**** Given records

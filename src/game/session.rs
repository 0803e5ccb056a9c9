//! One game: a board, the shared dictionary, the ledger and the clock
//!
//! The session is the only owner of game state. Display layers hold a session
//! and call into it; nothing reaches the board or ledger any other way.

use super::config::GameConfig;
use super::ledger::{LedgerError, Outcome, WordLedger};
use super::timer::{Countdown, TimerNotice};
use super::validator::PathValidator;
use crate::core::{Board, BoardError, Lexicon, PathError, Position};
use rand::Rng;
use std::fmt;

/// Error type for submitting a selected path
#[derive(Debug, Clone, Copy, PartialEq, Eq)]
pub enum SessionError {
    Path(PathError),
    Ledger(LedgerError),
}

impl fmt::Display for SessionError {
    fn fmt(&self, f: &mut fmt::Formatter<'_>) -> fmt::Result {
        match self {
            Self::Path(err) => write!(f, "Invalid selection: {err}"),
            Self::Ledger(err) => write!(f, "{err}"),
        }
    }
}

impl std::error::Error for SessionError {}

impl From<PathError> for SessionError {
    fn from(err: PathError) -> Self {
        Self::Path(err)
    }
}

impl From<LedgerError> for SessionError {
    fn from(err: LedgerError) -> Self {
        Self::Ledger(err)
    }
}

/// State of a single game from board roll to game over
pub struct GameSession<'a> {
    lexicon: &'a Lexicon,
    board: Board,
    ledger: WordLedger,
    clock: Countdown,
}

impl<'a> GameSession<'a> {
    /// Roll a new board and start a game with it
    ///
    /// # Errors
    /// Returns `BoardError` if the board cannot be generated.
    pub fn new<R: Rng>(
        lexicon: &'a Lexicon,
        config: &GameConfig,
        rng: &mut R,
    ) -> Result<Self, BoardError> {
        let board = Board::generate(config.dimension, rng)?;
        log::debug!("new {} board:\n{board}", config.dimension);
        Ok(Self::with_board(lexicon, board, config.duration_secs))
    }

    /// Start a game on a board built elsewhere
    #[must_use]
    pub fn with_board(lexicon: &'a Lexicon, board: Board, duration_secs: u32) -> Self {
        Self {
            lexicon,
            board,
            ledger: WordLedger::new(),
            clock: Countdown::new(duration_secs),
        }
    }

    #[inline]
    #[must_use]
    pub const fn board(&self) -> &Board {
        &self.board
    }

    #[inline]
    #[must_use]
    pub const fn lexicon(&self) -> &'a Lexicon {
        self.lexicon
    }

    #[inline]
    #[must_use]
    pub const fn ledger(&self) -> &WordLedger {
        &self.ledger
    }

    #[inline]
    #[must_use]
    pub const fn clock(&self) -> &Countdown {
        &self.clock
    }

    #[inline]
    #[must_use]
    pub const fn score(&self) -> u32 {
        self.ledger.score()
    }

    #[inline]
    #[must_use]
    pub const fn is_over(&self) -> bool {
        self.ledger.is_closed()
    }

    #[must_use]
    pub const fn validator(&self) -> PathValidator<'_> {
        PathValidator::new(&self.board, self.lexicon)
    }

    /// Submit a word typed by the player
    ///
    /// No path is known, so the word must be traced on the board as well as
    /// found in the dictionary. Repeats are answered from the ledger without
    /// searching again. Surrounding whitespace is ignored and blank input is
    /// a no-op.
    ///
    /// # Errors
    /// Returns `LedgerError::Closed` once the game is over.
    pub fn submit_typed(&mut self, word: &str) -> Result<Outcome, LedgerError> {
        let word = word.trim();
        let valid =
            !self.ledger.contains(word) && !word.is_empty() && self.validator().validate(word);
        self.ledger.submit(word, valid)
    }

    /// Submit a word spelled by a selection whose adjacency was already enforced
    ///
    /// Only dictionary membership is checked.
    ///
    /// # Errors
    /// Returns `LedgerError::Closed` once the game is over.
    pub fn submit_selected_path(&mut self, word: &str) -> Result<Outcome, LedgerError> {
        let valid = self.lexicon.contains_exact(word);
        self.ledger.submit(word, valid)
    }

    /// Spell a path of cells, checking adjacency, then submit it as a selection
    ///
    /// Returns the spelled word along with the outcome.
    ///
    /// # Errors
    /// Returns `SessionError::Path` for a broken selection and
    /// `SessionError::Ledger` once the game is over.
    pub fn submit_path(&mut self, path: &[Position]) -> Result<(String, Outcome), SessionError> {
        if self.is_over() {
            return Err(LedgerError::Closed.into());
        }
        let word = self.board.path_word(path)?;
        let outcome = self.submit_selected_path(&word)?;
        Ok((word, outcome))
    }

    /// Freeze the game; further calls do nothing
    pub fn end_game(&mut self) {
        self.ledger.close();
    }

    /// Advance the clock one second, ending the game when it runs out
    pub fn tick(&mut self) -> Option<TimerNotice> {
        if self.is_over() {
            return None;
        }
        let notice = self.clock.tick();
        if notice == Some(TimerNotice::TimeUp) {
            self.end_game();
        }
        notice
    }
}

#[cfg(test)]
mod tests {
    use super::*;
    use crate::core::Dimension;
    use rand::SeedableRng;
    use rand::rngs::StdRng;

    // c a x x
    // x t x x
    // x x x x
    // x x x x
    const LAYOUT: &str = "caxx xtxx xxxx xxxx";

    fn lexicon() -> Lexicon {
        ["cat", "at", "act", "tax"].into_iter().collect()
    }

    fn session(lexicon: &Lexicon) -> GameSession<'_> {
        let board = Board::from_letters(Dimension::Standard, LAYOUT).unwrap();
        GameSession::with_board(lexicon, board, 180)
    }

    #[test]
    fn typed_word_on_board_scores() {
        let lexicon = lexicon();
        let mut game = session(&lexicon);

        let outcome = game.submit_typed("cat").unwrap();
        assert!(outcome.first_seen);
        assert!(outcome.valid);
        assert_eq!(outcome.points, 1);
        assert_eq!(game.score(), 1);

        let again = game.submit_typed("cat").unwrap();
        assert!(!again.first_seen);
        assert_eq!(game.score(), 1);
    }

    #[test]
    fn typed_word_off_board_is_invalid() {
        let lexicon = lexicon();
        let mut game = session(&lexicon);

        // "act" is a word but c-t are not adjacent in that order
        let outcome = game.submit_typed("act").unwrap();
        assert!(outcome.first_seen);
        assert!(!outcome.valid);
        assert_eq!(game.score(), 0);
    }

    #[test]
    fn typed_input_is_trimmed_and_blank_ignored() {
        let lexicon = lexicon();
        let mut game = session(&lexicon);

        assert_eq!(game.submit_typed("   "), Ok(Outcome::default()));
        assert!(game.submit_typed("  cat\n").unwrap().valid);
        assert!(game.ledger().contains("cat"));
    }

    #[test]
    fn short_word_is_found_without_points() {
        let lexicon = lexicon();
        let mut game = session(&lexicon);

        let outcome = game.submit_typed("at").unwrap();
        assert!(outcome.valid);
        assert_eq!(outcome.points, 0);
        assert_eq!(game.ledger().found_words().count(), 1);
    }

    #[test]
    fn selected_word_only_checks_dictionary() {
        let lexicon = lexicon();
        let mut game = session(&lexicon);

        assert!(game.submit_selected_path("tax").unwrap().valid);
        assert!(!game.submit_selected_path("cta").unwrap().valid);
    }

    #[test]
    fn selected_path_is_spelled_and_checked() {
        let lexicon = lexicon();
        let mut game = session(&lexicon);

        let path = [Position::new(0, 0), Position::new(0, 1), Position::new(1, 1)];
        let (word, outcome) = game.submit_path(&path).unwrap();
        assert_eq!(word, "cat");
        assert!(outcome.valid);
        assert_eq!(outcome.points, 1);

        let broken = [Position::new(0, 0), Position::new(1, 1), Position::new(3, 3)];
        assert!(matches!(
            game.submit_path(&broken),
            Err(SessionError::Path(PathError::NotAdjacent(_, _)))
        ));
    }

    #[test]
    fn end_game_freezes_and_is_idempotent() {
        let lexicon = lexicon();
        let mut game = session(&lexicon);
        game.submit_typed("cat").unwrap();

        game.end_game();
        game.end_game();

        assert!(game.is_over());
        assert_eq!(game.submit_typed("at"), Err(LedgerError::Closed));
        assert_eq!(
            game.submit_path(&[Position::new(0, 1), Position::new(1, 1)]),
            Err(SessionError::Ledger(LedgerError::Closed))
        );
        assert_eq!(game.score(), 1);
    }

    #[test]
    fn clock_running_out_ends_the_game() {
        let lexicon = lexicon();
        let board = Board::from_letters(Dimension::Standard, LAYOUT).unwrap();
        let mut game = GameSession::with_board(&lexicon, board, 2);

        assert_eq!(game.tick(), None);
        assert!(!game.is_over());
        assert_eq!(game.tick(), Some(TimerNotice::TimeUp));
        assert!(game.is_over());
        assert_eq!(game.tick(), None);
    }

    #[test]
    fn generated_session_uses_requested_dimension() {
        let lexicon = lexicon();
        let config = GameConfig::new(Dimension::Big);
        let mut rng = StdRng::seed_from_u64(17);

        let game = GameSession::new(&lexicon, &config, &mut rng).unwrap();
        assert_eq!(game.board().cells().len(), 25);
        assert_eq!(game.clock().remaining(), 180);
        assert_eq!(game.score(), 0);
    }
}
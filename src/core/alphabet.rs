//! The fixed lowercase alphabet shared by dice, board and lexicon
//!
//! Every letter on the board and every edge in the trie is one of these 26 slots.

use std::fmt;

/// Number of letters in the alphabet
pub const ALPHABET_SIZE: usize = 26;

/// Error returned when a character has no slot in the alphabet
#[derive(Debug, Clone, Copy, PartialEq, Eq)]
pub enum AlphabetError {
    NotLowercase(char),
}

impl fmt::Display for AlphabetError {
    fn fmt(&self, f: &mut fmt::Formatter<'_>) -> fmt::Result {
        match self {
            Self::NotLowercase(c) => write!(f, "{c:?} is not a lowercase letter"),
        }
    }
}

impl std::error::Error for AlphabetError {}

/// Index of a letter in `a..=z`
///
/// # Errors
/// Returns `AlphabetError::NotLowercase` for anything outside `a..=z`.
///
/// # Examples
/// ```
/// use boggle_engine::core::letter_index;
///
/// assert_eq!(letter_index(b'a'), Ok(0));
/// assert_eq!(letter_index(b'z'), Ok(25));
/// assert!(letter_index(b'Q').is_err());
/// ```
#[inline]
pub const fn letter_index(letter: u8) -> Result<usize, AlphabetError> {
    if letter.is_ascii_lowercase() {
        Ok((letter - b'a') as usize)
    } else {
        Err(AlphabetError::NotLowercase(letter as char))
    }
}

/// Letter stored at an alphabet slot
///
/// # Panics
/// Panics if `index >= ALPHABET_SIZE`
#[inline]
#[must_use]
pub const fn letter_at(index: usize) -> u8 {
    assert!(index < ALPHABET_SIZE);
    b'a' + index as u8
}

********

**Prompt:** Filter the entries above down to the lines containing the word "cells".

**Exercise response:**
    /// Spell a path of cells, checking adjacency, then submit it as a selection
        assert_eq!(game.board().cells().len(), 25);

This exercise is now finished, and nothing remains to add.